Doi : 10.1016/j.urology.2022.01.036 
Isabel S. Robinson 1, Gaines Blasdel 2, Rachel Bluebond-Langner 1, Lee C. Zhao 2,
1 Hansjörg Wyss Department of Plastic Surgery, NYU Langone Health, New York, NY 
2 Department of Urology, NYU Langone Health, New York, NY 

Address correspondence to: Lee C. Zhao, MD, Department of Urology, NYU Langone Health, 222 East 41st St., 11th Floor, New York, New York 10017, Phone: (646) 501-4449.Department of UrologyNYU Langone Health,222 East 41st St., 11th FloorNew YorkNew York10017

ABSTRACT

OBJECTIVE

To describe the authors’ experience diagnosing and managing intra-abdominal complications following robotic peritoneal flap vaginoplasty.
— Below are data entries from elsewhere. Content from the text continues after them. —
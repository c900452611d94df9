use servicedesk_core::{
    BinNumber, GatewayError, InstallmentError, InstallmentInfoRequest, InstallmentModel,
    PaymentGateway, Price,
};
use thiserror::Error;

#[derive(Debug, Error, PartialEq)]
pub enum CheckInstallmentsError {
    #[error(transparent)]
    Validation(#[from] InstallmentError),
    #[error(transparent)]
    Gateway(#[from] GatewayError),
}

/// Looks up the installment options for a card BIN and price.
pub struct CheckInstallmentsUseCase<'a, P>
where
    P: PaymentGateway + ?Sized,
{
    gateway: &'a P,
    locale: &'a str,
}

impl<'a, P> CheckInstallmentsUseCase<'a, P>
where
    P: PaymentGateway + ?Sized,
{
    pub fn new(gateway: &'a P, locale: &'a str) -> Self {
        Self { gateway, locale }
    }

    /// Responses whose conversation id differs from the one sent are rejected
    /// whatever their status.
    #[tracing::instrument(name = "CheckInstallmentsUseCase::execute", skip(self, card_number))]
    pub async fn execute(
        &self,
        card_number: &str,
        price: Price,
    ) -> Result<InstallmentModel, CheckInstallmentsError> {
        let bin_number = BinNumber::parse(card_number)?;
        let conversation_id = uuid::Uuid::new_v4().simple().to_string();
        let request = InstallmentInfoRequest {
            locale: self.locale.to_string(),
            conversation_id: conversation_id.clone(),
            bin_number,
            price,
        };

        let response = self.gateway.retrieve_installment_info(&request).await?;

        if response.conversation_id.as_deref() != Some(conversation_id.as_str()) {
            tracing::error!(
                sent = %conversation_id,
                received = ?response.conversation_id,
                "Payment gateway conversation id mismatch"
            );
            return Err(GatewayError::IntegrityMismatch.into());
        }
        if response.is_failure() {
            return Err(GatewayError::Upstream {
                code: response.error_code,
                message: response
                    .error_message
                    .unwrap_or_else(|| "Unknown gateway error".to_string()),
            }
            .into());
        }
        if response.installment_details.is_empty() {
            return Err(GatewayError::EmptyResponse.into());
        }

        Ok(InstallmentModel {
            conversation_id,
            installment_details: response.installment_details,
        })
    }
}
The peritoneal flap vaginoplasty is a technique used to achieve consistent vaginal depth regardless of available natal tissue. Intra-abdominal complications following robotic peritoneal flap creation are rare but prompt diagnosis and management is critical to preventing patient harm. Given the infancy of the technique there is limited data on associated complications and their management.

METHODS

Retrospective chart review identified patients undergoing robotically assisted peritoneal flap vaginoplasty by the senior authors between 2017 and 2020 who subsequently developed intra-abdominal complications requiring readmission and/or return to the operating room. Patient charts were analyzed for preoperative demographics, medical comorbidities, intraoperative details, postoperative complication presentation, diagnosis, management, and long-term outcomes.

RESULTS

Out of 274 patients undergoing peritoneal flap vaginoplasty during the study period, six patients were identified who developed intra-abdominal complications (2.2%). One patient developed a postoperative hematoma requiring return to the operating room for diagnostic laparoscopy and hematoma evacuation. Two patients developed intraabdominal abscesses requiring diagnostic laparoscopy and abscess drainage. One patient developed recurrent episodes of small bowel obstructions that resolved with bowel rest. Two patients developed incarcerated internal hernias requiring diagnostic laparoscopy and internal hernia reduction. In one case, the hernia occurred at the peritoneal flap closure site, and in the other case the hernia occurred at the peritoneal flap donor site.

CONCLUSION

Intra-abdominal complications following robot assisted peritoneal flap vaginoplasty are rare. In addition to hematoma and abscess, small bowel incarceration and internal hernias are potential complications of peritoneal flap vaginoplasty that require prompt attention.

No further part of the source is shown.